== EXERCISE DETAILS ==
Output must match the data below exactly from its first line through the line that contains "use std::path::Path;", with no other line.

Saved data entries
*** Begin section ***
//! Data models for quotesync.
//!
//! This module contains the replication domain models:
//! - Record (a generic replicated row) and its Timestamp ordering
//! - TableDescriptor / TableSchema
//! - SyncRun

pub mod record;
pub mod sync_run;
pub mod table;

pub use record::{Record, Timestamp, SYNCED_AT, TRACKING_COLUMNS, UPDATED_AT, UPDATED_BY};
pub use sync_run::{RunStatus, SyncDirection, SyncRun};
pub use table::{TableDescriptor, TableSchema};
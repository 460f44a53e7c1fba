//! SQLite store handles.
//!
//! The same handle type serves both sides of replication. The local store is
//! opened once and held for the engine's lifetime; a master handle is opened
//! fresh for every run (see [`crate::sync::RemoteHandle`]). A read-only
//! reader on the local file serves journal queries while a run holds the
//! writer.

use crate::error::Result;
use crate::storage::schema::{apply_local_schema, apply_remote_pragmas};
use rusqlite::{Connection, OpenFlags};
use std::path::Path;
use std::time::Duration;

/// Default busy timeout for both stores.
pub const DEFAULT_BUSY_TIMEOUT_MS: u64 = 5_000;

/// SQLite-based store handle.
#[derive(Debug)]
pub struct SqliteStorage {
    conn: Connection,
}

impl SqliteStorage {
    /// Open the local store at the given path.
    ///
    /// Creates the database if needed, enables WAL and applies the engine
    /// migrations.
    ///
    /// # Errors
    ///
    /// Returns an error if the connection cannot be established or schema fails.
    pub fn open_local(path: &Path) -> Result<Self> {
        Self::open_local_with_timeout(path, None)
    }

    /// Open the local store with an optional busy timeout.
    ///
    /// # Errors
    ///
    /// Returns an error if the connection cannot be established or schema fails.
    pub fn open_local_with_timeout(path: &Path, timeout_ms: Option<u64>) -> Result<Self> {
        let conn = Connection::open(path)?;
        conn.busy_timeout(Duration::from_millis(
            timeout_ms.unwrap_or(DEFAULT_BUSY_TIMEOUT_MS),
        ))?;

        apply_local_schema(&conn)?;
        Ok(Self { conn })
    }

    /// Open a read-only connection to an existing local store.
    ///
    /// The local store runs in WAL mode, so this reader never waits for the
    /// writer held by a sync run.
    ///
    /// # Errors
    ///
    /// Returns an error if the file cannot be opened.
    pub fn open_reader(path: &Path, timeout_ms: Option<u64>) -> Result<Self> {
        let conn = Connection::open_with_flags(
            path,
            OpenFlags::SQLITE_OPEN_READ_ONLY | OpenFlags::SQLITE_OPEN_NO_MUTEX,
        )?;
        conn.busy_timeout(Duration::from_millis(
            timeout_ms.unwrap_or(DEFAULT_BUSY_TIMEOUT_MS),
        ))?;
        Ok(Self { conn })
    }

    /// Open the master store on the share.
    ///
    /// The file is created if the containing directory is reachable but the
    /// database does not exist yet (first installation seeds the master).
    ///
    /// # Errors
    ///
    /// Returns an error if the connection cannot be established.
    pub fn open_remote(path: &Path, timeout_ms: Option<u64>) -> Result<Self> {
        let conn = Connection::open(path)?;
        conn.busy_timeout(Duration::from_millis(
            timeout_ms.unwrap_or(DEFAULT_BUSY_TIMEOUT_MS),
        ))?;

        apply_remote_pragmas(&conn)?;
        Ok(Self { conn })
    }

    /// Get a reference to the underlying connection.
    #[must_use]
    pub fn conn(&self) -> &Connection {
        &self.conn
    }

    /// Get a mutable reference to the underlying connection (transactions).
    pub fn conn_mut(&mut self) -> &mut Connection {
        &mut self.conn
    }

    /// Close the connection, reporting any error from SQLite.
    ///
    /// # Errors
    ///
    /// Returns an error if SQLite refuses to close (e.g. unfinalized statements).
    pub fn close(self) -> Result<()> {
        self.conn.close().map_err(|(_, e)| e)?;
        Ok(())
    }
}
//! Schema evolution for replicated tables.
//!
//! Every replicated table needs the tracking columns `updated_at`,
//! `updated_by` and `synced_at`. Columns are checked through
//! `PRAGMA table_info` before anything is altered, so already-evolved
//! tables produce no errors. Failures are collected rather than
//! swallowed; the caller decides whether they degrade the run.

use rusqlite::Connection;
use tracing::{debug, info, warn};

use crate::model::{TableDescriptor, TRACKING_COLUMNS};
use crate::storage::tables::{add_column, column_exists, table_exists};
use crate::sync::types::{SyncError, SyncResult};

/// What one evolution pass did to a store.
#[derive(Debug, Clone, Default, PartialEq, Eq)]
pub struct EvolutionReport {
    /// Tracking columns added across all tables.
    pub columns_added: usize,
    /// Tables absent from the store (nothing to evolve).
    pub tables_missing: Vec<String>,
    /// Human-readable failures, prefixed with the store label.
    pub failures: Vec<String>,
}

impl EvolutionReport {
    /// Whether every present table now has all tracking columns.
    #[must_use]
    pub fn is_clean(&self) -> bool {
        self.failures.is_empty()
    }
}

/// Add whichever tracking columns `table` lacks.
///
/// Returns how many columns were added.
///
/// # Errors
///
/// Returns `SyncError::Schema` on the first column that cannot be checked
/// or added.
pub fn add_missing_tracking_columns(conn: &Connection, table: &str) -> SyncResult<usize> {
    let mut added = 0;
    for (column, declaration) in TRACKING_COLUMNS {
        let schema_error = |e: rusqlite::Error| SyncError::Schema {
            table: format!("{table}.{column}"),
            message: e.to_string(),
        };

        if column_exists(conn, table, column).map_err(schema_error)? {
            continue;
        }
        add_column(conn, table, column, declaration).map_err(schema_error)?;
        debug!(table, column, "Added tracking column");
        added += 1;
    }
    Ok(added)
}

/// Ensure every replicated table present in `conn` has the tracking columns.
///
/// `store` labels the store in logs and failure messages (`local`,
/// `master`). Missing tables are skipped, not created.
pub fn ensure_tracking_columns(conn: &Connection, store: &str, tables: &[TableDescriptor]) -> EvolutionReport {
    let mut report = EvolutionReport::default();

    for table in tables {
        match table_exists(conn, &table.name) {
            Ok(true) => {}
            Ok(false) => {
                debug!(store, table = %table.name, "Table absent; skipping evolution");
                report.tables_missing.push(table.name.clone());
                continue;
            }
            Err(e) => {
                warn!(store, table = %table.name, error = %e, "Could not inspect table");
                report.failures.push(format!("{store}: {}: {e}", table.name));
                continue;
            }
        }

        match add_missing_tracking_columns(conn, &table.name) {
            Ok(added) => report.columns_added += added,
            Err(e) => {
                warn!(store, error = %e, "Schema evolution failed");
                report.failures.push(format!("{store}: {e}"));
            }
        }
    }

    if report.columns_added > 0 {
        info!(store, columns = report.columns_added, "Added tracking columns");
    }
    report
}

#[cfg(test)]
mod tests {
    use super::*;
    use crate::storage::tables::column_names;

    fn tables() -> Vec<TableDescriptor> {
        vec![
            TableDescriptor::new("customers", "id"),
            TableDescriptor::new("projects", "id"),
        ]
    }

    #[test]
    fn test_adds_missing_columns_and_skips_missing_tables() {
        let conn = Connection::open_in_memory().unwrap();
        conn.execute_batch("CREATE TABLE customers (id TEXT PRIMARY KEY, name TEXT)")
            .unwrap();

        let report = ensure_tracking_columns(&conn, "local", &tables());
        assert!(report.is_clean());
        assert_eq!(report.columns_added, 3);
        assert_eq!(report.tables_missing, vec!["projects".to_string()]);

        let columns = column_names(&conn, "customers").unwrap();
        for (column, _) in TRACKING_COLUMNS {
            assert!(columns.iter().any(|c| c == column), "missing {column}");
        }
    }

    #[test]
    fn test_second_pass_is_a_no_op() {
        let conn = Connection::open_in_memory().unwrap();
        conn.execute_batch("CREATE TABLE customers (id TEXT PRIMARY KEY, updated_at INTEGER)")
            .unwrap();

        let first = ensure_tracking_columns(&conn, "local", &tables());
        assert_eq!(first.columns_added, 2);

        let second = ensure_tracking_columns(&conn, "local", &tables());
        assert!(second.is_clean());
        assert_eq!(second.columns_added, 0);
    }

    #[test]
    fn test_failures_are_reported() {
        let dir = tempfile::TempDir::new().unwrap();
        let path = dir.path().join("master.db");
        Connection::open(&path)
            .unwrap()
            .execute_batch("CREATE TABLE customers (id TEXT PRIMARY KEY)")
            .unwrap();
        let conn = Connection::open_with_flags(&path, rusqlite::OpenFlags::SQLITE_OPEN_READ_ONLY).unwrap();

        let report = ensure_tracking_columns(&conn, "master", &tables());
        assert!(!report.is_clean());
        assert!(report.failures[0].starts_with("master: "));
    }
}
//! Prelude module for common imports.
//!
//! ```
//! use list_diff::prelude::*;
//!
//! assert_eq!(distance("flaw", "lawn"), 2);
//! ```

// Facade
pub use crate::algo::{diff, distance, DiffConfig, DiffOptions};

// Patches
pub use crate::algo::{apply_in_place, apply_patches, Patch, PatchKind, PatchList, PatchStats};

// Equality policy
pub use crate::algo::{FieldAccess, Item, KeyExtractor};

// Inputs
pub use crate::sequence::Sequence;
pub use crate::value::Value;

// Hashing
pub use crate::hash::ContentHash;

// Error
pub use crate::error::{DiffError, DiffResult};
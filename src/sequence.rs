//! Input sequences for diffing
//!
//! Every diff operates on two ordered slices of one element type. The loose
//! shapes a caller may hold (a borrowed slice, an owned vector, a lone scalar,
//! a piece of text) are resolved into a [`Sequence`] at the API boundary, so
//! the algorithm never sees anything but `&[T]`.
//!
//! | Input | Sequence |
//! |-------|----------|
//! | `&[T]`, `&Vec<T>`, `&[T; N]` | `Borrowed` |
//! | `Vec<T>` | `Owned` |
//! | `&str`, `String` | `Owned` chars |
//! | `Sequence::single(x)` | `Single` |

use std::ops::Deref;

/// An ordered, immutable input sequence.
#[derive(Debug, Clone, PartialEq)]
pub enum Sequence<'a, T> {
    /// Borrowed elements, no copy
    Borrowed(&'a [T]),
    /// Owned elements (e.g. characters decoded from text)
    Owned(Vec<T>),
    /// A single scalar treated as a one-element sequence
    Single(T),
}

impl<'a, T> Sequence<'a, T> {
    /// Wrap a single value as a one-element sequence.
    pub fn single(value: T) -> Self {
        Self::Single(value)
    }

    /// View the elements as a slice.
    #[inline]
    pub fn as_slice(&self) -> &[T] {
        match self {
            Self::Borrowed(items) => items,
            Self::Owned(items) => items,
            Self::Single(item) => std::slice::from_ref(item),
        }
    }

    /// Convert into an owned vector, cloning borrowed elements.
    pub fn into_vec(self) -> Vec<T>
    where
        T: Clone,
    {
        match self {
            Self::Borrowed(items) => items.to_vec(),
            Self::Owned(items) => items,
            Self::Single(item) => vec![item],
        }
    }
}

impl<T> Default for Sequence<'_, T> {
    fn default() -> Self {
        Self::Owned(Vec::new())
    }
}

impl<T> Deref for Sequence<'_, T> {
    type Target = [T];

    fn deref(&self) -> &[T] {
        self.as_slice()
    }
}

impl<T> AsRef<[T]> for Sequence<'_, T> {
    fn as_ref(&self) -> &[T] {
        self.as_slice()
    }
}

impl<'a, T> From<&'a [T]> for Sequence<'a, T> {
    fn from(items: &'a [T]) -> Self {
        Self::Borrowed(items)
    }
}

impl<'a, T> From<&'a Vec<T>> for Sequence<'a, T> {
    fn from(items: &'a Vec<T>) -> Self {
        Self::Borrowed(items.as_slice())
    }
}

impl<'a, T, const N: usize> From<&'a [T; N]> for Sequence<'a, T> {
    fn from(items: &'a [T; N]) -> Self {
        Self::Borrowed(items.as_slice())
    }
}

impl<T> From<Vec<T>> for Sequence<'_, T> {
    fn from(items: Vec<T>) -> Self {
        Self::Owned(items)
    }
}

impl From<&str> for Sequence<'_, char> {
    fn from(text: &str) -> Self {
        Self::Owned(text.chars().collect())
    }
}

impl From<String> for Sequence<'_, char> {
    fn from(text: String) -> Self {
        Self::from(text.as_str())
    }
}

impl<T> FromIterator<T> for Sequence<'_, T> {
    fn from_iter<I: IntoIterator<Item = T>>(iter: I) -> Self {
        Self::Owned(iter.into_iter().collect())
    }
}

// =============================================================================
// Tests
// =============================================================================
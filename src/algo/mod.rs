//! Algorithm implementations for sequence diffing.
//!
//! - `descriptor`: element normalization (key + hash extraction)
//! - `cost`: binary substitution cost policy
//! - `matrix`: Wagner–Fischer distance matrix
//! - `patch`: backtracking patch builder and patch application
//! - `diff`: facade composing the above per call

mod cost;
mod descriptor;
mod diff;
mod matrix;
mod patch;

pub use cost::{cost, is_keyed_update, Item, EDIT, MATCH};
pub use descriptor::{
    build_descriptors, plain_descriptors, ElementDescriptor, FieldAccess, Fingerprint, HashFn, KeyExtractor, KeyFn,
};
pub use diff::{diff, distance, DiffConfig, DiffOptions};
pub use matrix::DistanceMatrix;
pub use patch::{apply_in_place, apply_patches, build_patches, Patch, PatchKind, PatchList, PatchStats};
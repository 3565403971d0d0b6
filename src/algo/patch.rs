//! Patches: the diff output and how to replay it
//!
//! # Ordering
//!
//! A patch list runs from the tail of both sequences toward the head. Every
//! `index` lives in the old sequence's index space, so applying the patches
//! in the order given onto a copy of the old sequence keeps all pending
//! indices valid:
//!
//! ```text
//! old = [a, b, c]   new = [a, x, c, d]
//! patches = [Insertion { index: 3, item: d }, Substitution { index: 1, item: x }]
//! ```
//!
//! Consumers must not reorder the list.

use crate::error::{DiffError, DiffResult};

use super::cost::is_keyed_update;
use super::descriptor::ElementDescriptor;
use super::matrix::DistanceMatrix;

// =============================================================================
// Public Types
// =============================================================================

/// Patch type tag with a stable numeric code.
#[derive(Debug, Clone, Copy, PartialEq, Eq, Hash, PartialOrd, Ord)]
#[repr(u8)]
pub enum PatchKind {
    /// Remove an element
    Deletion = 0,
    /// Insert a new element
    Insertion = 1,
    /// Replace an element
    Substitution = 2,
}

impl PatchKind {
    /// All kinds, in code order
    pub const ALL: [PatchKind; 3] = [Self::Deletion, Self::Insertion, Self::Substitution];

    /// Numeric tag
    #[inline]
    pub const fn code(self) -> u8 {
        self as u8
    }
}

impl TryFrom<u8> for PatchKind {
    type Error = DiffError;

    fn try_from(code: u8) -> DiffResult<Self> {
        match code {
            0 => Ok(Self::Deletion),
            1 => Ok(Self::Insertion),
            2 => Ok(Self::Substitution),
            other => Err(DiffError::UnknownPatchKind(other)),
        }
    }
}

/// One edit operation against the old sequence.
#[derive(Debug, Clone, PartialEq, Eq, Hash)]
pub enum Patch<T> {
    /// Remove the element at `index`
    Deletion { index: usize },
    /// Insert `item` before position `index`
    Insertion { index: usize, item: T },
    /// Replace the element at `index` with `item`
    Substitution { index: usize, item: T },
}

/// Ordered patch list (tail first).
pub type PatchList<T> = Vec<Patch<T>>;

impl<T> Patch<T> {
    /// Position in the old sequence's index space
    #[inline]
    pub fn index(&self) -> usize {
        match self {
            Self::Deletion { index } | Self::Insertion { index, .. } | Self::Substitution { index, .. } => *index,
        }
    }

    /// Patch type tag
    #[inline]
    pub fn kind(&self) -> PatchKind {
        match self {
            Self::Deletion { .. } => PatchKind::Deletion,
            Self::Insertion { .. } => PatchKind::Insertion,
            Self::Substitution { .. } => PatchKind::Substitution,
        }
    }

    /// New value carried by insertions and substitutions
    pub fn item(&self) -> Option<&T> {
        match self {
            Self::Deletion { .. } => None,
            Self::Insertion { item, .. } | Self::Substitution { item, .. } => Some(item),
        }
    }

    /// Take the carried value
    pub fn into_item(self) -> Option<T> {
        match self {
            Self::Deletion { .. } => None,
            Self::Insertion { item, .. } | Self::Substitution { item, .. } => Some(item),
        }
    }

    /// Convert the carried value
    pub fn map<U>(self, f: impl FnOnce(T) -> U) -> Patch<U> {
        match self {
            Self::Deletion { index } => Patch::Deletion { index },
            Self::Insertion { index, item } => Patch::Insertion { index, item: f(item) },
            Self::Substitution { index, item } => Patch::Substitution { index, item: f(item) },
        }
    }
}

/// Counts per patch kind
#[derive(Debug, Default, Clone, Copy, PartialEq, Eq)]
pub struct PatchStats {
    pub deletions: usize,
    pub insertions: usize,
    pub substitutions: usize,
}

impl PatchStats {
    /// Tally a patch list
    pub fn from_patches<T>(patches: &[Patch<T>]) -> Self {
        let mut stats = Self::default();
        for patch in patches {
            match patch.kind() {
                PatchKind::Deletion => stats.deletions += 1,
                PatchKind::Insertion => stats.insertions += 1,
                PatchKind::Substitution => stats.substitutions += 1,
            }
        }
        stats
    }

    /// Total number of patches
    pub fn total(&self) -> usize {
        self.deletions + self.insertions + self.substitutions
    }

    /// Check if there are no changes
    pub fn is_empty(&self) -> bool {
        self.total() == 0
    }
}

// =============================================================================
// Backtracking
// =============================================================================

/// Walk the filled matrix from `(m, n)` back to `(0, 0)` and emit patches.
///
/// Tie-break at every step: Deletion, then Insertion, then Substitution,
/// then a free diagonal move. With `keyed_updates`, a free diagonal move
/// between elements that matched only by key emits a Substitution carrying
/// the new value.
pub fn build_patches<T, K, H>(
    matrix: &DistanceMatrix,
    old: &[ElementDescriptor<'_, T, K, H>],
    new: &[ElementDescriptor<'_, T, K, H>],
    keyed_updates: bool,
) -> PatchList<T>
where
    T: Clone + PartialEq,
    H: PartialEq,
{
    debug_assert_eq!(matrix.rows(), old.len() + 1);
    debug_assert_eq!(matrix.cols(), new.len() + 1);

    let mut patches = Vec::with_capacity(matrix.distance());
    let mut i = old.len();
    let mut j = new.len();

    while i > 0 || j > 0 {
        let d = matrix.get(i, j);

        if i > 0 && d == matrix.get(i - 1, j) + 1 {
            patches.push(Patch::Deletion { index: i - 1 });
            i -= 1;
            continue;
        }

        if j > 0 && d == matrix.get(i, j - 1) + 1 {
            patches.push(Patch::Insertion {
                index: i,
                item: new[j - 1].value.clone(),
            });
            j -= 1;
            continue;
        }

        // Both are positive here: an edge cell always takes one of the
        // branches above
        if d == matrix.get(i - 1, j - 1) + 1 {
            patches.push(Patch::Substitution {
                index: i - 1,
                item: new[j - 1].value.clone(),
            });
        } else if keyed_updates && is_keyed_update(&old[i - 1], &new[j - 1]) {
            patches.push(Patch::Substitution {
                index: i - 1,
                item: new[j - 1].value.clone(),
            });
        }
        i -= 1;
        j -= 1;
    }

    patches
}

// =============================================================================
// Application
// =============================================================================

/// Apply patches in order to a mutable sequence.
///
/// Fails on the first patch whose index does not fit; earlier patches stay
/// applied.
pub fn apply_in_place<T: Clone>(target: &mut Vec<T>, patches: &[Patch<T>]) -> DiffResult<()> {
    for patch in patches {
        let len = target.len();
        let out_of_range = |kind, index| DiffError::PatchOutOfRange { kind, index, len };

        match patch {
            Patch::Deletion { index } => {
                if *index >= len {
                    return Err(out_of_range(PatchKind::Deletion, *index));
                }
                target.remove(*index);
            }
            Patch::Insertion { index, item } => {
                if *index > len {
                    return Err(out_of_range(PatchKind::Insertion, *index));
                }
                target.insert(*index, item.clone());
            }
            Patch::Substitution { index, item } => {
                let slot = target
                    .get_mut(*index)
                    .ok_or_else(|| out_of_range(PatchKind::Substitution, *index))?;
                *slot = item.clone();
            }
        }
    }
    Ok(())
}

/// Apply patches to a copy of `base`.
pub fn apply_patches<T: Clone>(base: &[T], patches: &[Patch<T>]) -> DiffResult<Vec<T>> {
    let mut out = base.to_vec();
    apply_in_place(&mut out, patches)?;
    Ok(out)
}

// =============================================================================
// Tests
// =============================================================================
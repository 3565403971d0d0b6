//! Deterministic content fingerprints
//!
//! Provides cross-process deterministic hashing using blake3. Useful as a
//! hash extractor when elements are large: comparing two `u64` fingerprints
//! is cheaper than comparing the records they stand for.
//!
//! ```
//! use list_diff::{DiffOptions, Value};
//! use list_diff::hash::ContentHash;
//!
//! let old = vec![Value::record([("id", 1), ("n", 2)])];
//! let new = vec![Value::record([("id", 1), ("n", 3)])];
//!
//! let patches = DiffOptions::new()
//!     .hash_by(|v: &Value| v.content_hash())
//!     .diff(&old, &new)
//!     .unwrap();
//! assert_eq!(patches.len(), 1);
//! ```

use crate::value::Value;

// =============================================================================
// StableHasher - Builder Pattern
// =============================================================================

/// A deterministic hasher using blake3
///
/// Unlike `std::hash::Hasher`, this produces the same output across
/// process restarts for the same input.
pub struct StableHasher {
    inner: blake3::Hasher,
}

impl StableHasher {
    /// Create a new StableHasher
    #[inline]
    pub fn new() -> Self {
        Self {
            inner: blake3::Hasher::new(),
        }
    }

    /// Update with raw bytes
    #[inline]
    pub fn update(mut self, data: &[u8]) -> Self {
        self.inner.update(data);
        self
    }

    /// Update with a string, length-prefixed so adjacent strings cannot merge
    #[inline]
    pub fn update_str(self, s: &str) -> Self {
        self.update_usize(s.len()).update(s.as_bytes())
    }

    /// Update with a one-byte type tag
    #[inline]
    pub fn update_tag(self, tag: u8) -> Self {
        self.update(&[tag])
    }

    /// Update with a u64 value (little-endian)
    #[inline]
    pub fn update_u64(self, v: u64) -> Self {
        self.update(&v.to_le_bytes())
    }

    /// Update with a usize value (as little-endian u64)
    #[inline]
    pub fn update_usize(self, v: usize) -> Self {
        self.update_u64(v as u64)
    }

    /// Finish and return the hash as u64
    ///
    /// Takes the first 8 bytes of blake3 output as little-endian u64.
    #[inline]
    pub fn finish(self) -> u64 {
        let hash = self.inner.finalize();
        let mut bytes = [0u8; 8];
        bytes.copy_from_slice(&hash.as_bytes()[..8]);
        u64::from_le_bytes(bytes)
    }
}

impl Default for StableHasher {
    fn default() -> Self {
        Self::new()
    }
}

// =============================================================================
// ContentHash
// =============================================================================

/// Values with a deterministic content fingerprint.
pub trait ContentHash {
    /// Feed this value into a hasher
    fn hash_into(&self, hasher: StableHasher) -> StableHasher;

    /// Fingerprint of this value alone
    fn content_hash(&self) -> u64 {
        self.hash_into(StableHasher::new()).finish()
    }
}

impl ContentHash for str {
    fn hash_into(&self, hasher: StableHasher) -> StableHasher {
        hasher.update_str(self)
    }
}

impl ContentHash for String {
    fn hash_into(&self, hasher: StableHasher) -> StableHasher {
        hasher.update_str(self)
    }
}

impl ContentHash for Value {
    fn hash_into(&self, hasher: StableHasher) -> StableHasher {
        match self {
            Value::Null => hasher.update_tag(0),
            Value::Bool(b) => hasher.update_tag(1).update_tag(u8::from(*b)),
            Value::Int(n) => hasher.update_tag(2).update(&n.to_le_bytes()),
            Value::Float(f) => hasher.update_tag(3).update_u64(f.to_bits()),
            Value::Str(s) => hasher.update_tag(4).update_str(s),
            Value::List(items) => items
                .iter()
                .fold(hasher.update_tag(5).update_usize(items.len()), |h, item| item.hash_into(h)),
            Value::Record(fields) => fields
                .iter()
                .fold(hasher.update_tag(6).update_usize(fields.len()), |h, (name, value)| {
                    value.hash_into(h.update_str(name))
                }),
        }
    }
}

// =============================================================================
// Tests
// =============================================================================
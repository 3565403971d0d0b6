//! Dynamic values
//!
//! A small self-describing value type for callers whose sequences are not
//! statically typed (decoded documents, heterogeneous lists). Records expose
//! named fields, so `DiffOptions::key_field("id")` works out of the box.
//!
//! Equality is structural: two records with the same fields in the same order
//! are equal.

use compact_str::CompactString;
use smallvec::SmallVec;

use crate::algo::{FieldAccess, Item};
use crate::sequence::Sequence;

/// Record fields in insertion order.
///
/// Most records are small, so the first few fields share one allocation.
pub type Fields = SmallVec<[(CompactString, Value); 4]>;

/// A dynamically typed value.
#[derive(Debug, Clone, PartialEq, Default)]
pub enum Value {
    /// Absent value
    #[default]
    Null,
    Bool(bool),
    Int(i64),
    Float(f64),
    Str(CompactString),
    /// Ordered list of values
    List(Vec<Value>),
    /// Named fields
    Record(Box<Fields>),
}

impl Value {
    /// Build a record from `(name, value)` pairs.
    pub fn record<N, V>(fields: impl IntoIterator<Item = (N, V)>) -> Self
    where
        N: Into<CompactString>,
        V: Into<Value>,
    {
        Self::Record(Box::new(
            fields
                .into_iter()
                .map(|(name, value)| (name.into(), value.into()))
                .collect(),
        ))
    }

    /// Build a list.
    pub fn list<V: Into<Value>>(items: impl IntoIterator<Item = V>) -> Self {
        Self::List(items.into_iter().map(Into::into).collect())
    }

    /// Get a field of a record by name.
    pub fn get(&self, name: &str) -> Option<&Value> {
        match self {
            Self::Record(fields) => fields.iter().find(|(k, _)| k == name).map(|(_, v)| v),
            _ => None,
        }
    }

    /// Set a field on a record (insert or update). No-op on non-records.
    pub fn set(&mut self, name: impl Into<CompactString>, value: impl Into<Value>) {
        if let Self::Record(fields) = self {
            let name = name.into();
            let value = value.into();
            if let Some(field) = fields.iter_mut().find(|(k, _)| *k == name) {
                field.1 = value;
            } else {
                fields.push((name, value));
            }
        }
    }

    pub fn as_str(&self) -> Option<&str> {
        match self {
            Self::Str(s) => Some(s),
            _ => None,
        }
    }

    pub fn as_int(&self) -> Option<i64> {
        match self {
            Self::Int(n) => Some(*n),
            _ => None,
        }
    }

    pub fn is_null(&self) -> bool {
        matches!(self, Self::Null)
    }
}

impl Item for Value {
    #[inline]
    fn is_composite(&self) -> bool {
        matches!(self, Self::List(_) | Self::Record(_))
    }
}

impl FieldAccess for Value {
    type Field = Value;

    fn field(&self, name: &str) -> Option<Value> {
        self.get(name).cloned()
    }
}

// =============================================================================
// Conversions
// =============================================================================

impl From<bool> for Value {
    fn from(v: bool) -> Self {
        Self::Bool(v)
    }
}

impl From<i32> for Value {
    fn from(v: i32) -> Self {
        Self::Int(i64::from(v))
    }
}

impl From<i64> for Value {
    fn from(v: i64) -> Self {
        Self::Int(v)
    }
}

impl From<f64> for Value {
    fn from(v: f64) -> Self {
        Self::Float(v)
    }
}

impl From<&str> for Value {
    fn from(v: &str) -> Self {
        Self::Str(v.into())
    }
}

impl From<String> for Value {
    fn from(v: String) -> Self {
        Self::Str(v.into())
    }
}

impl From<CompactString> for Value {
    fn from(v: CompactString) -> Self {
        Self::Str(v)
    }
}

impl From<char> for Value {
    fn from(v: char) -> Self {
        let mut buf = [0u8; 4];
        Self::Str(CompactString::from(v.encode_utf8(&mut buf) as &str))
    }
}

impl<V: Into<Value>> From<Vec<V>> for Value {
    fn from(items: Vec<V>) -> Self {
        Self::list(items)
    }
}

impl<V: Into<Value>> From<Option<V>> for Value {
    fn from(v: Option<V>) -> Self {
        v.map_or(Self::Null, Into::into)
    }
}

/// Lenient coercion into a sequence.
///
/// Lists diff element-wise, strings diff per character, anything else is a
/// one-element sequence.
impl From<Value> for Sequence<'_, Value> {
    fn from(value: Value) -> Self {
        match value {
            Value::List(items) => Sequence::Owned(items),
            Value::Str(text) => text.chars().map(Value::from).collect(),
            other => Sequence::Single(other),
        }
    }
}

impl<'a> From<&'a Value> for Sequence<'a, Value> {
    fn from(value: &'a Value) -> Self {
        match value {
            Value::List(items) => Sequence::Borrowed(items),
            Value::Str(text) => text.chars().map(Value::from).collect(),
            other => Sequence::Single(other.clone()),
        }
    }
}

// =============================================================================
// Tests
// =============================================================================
*** End section ***
== RESPONSE AREA ==
//! Data models for quotesync.
//!
//! This module contains the replication domain models:
//! - Record (a generic replicated row) and its Timestamp ordering
//! - TableDescriptor / TableSchema
//! - SyncRun

pub mod record;
pub mod sync_run;
pub mod table;

pub use record::{Record, Timestamp, SYNCED_AT, TRACKING_COLUMNS, UPDATED_AT, UPDATED_BY};
pub use sync_run::{RunStatus, SyncDirection, SyncRun};
pub use table::{TableDescriptor, TableSchema};
repository 460f44a53e7c1fba
//! SQLite store handles.
//!
//! The same handle type serves both sides of replication. The local store is
//! opened once and held for the engine's lifetime; a master handle is opened
//! fresh for every run (see [`crate::sync::RemoteHandle`]). A read-only
//! reader on the local file serves journal queries while a run holds the
//! writer.

use crate::error::Result;
use crate::storage::schema::{apply_local_schema, apply_remote_pragmas};
use rusqlite::{Connection, OpenFlags};
use std::path::Path;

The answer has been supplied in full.